The company introduced Virtual Iron Version 3.1, a virtualization package based on Xen hypervisor technology, for $499 per server socket. The new version includes support for 32- and 64-bit Windows servers and allows as much as 96GB of memory to be allocated for each virtual server. This compares to VMware’s ESX Server support for 16GB per virtual server.
In addition the company announced a free perpetual version of its software for use on one four-socket or 16 processor x86 server. The company claims that a similar capability from VMware would cost the customer $9,000 to $12,000. Virtual Iron is also offering a 30-day free evaluation package for multiple server environments.
Virtual Iron Version 3.1 now also supports Intel quad-core Xeon processors, AMD’s hardware assisted virtualization, as many as 80 virtual servers per physical server and improved importing and exporting of virtual server images for provisioning servers.
Geoff Shorter, IT infrastructure manager for the Charlotte Observer newspaper in North Carolina, tells a compelling story about his Virtual Iron deployment.

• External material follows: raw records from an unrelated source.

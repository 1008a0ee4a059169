//! Symbolic field references.
//!
//! Declarations name *which* request field a path segment or an access rule
//! reads (`ctx.userId`, `input.category`) without touching request data.
//! A [`FieldPath`] is resolved against `{ "ctx": .., "input": .. }` per request.
//!
//! ```rust
//! use edgestore_core::expr::{ctx, input};
//! use serde_json::json;
//!
//! let owner = ctx("user").field("id");
//! assert_eq!(owner.to_string(), "ctx.user.id");
//!
//! let attrs = json!({ "ctx": { "user": { "id": 42 } }, "input": { "kind": "avatar" } });
//! assert_eq!(owner.resolve_segment(&attrs).unwrap(), "42");
//! assert!(input("missing").resolve(&attrs).is_err());
//! ```

use std::fmt;
use std::str::FromStr;

use serde::{Serialize, Serializer};
use serde_json::Value;
use thiserror::Error;

/// Which half of the request a reference starts from.
#[derive(Debug, Clone, Copy, PartialEq, Eq, Hash)]
pub enum Root {
    Ctx,
    Input,
}

impl Root {
    pub fn as_str(&self) -> &'static str {
        match self {
            Root::Ctx => "ctx",
            Root::Input => "input",
        }
    }
}

/// Errors raised while resolving a [`FieldPath`] against live request data.
#[derive(Debug, Clone, Error, PartialEq, Eq)]
pub enum ResolveError {
    #[error("Missing path param: {path}")]
    MissingPathParam { path: String },

    #[error("Path param {path} must resolve to a string, number or boolean")]
    NotScalar { path: String },
}

#[derive(Debug, Clone, Error, PartialEq, Eq)]
#[error("invalid field path `{0}` (expected `ctx.<field>` or `input.<field>`)")]
pub struct ParseFieldPathError(pub String);

/// A dotted reference such as `ctx.user.id`.
#[derive(Debug, Clone, PartialEq, Eq, Hash)]
pub struct FieldPath {
    root: Root,
    keys: Vec<String>,
}

/// Reference a field of the session context (`ctx.<path>`).
pub fn ctx(path: &str) -> FieldPath {
    FieldPath::new(Root::Ctx, split(path))
}

/// Reference a field of the bucket input (`input.<path>`).
pub fn input(path: &str) -> FieldPath {
    FieldPath::new(Root::Input, split(path))
}

fn split(path: &str) -> Vec<String> {
    path.split('.')
        .filter(|k| !k.is_empty())
        .map(str::to_string)
        .collect()
}

impl FieldPath {
    pub fn new<I, S>(root: Root, keys: I) -> Self
    where
        I: IntoIterator<Item = S>,
        S: Into<String>,
    {
        Self {
            root,
            keys: keys.into_iter().map(Into::into).collect(),
        }
    }

    /// Extend the chain by one key: `ctx("user").field("id")`.
    pub fn field(mut self, key: impl Into<String>) -> Self {
        self.keys.push(key.into());
        self
    }

    pub fn root(&self) -> Root {
        self.root
    }

    pub fn keys(&self) -> &[String] {
        &self.keys
    }

    /// A reference needs at least one key below its root.
    pub fn is_empty(&self) -> bool {
        self.keys.is_empty()
    }

    /// Walk `attrs` (`{ ctx, input }`) down the chain. Missing keys are fatal.
    pub fn resolve<'a>(&self, attrs: &'a Value) -> Result<&'a Value, ResolveError> {
        let missing = || ResolveError::MissingPathParam {
            path: self.to_string(),
        };

        let mut current = attrs.get(self.root.as_str()).ok_or_else(missing)?;
        for key in &self.keys {
            current = current.get(key.as_str()).ok_or_else(missing)?;
        }
        Ok(current)
    }

    /// Resolve and render as a path segment value.
    pub fn resolve_segment(&self, attrs: &Value) -> Result<String, ResolveError> {
        match self.resolve(attrs)? {
            Value::String(s) => Ok(s.clone()),
            Value::Number(n) => Ok(n.to_string()),
            Value::Bool(b) => Ok(b.to_string()),
            _ => Err(ResolveError::NotScalar {
                path: self.to_string(),
            }),
        }
    }
}

impl fmt::Display for FieldPath {
    fn fmt(&self, f: &mut fmt::Formatter<'_>) -> fmt::Result {
        f.write_str(self.root.as_str())?;
        for key in &self.keys {
            write!(f, ".{key}")?;
        }
        Ok(())
    }
}

impl FromStr for FieldPath {
    type Err = ParseFieldPathError;

    fn from_str(s: &str) -> Result<Self, Self::Err> {
        let (root, rest) = s
            .split_once('.')
            .ok_or_else(|| ParseFieldPathError(s.to_string()))?;
        let root = match root {
            "ctx" => Root::Ctx,
            "input" => Root::Input,
            _ => return Err(ParseFieldPathError(s.to_string())),
        };
        let keys: Vec<&str> = rest.split('.').collect();
        if keys.iter().any(|k| k.is_empty()) {
            return Err(ParseFieldPathError(s.to_string()));
        }
        Ok(FieldPath::new(root, keys))
    }
}

impl Serialize for FieldPath {
    fn serialize<S: Serializer>(&self, serializer: S) -> Result<S::Ok, S::Error> {
        serializer.collect_str(self)
    }
}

Shorter is involved in migrating from Unix servers to Linux for three business-critical applications including an Oracle-based circulation database.

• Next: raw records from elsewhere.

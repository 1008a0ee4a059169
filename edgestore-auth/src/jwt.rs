// JWT signing backends.

use serde_json::Value;

use crate::error::ContextError;
use crate::options::JwtContextOptions;

pub trait JwtSigner: Send + Sync {
    fn sign(&self, options: &JwtContextOptions, claims: &Value) -> Result<String, ContextError>;

    /// Checks signature, `exp`, `iss` and `aud`; returns the claims.
    fn verify(&self, options: &JwtContextOptions, token: &str) -> Result<Value, ContextError>;
}

pub(crate) fn default_signer() -> std::sync::Arc<dyn JwtSigner> {
    #[cfg(any(feature = "jwt-aws-lc-rs", feature = "jwt-rust-crypto"))]
    {
        std::sync::Arc::new(JsonwebtokenSigner)
    }
    #[cfg(not(any(feature = "jwt-aws-lc-rs", feature = "jwt-rust-crypto")))]
    {
        std::sync::Arc::new(NoJwtSigner)
    }
}

#[cfg(not(any(feature = "jwt-aws-lc-rs", feature = "jwt-rust-crypto")))]
struct NoJwtSigner;

#[cfg(not(any(feature = "jwt-aws-lc-rs", feature = "jwt-rust-crypto")))]
impl JwtSigner for NoJwtSigner {
    fn sign(&self, _options: &JwtContextOptions, _claims: &Value) -> Result<String, ContextError> {
        Err(ContextError::Disabled)
    }

    fn verify(&self, _options: &JwtContextOptions, _token: &str) -> Result<Value, ContextError> {
        Err(ContextError::Disabled)
    }
}

#[cfg(any(feature = "jwt-aws-lc-rs", feature = "jwt-rust-crypto"))]
struct JsonwebtokenSigner;

#[cfg(any(feature = "jwt-aws-lc-rs", feature = "jwt-rust-crypto"))]
impl JsonwebtokenSigner {
    fn algorithm(alg: crate::options::JwtAlgorithm) -> jsonwebtoken::Algorithm {
        use crate::options::JwtAlgorithm;
        match alg {
            JwtAlgorithm::HS256 => jsonwebtoken::Algorithm::HS256,
            JwtAlgorithm::HS384 => jsonwebtoken::Algorithm::HS384,
            JwtAlgorithm::HS512 => jsonwebtoken::Algorithm::HS512,
        }
    }
}

#[cfg(any(feature = "jwt-aws-lc-rs", feature = "jwt-rust-crypto"))]
impl JwtSigner for JsonwebtokenSigner {
    fn sign(&self, options: &JwtContextOptions, claims: &Value) -> Result<String, ContextError> {
        use jsonwebtoken::{encode, EncodingKey, Header};

        let header = Header::new(Self::algorithm(options.algorithm));
        encode(&header, claims, &EncodingKey::from_secret(&options.signing_key))
            .map_err(|e| ContextError::Jwt(e.to_string()))
    }

    fn verify(&self, options: &JwtContextOptions, token: &str) -> Result<Value, ContextError> {
        use jsonwebtoken::{decode, DecodingKey, Validation};

        let mut validation = Validation::new(Self::algorithm(options.algorithm));
        validation.leeway = 0;
        validation.set_issuer(&[options.issuer.as_str()]);
        validation.set_audience(&options.audience.iter().map(String::as_str).collect::<Vec<_>>());
        validation.set_required_spec_claims(&["exp", "iss", "aud"]);

        let decoded = decode::<Value>(token, &DecodingKey::from_secret(&options.signing_key), &validation)
            .map_err(|e| ContextError::Jwt(e.to_string()))?;
        Ok(decoded.claims)
    }
}
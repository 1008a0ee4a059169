use edgestore_core::EdgeStoreError;
use thiserror::Error;

pub type ClientResult<T> = Result<T, ClientError>;

#[derive(Error, Debug)]
pub enum ClientError {
    /// The transfer was cancelled through its token.
    #[error("Upload aborted")]
    Aborted,

    /// The EdgeStore handler answered with a structured error.
    #[error("{}", .0.message)]
    Api(#[from] EdgeStoreError),

    /// The storage endpoint refused a PUT.
    #[error("Transfer failed with status {status}: {message}")]
    Transfer { status: u16, message: String },

    #[error("No signed URL for part {0}")]
    MissingPartUrl(u32),

    #[error("Storage response for part {0} carried no ETag")]
    MissingETag(u32),

    #[error("HTTP error: {0}")]
    Http(#[from] reqwest::Error),

    #[error("Serialization error: {0}")]
    Serialization(#[from] serde_json::Error),
}

impl ClientError {
    pub fn is_aborted(&self) -> bool {
        matches!(self, Self::Aborted)
    }

    /// Wire code of an API error, e.g. `FILE_TOO_LARGE`.
    pub fn code(&self) -> Option<&'static str> {
        match self {
            Self::Api(e) => Some(e.code()),
            _ => None,
        }
    }
}
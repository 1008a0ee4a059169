use edgestore_core::EdgeStoreError;
use thiserror::Error;

/// Result type for blob operations
pub type BlobResult<T> = Result<T, BlobError>;

/// Errors that can occur during blob operations
#[derive(Error, Debug)]
pub enum BlobError {
    #[error("Blob not found: {key}")]
    NotFound { key: String },

    #[error("Invalid request: {message}")]
    Invalid { message: String },

    #[error("Upload session not found: {upload_id}")]
    UploadNotFound { upload_id: String },

    #[error("Upload failed: {reason}")]
    UploadFailed { reason: String },

    #[error("Signed URL is invalid or expired")]
    BadSignature,

    #[error("Storage backend error: {source}")]
    Backend {
        #[source]
        source: Box<dyn std::error::Error + Send + Sync>,
    },

    #[error("I/O error: {source}")]
    Io {
        #[from]
        source: std::io::Error,
    },

    #[error("Serialization error: {source}")]
    Serialization {
        #[from]
        source: serde_json::Error,
    },
}

impl BlobError {
    /// Create a backend error from any error type
    pub fn backend<E>(error: E) -> Self
    where
        E: std::error::Error + Send + Sync + 'static,
    {
        Self::Backend {
            source: Box::new(error),
        }
    }

    /// Create an invalid request error
    pub fn invalid<S: Into<String>>(message: S) -> Self {
        Self::Invalid {
            message: message.into(),
        }
    }

    /// Create a not found error
    pub fn not_found<S: Into<String>>(key: S) -> Self {
        Self::NotFound { key: key.into() }
    }

    /// Create an upload not found error
    pub fn upload_not_found<S: Into<String>>(upload_id: S) -> Self {
        Self::UploadNotFound {
            upload_id: upload_id.into(),
        }
    }

    /// Create an upload failed error
    pub fn upload_failed<S: Into<String>>(reason: S) -> Self {
        Self::UploadFailed {
            reason: reason.into(),
        }
    }

    /// Client mistakes become `BAD_REQUEST`; backend faults stay opaque.
    pub fn into_anyhow(self) -> anyhow::Error {
        let client_fault = matches!(
            self,
            BlobError::NotFound { .. }
                | BlobError::Invalid { .. }
                | BlobError::UploadNotFound { .. }
                | BlobError::UploadFailed { .. }
                | BlobError::BadSignature
        );
        if client_fault {
            EdgeStoreError::bad_request(self.to_string())
                .with_source(anyhow::Error::new(self))
                .into_anyhow()
        } else {
            anyhow::Error::new(self)
        }
    }
}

“We have been running VMware for a year and two months now and have had real good luck with virtualization,” says Shorter, who has a three-year plan for virtualizing some 100 servers in his environment.
“Looking at that plan our CFO said he wanted to look at five-year total cost, he didn’t want to just count in purchase price, but maintenance and continuing costs,” Shorter says. VMware starts at $5,750 per server license and then $1,200 a year for maintenance.
“By the time you’ve gone six years you’ve spent $12,000 or $13,000 for VMware -- that’s a lot of money for one server,” Shorter says.
Because Xen Enterprise didn’t run 64-bit Linux, Shorter looked at Virtual Iron. “Virtual Iron was half the cost of VMware,” Shorter says. “We are running our circulation database on it and have seen very little performance loss.”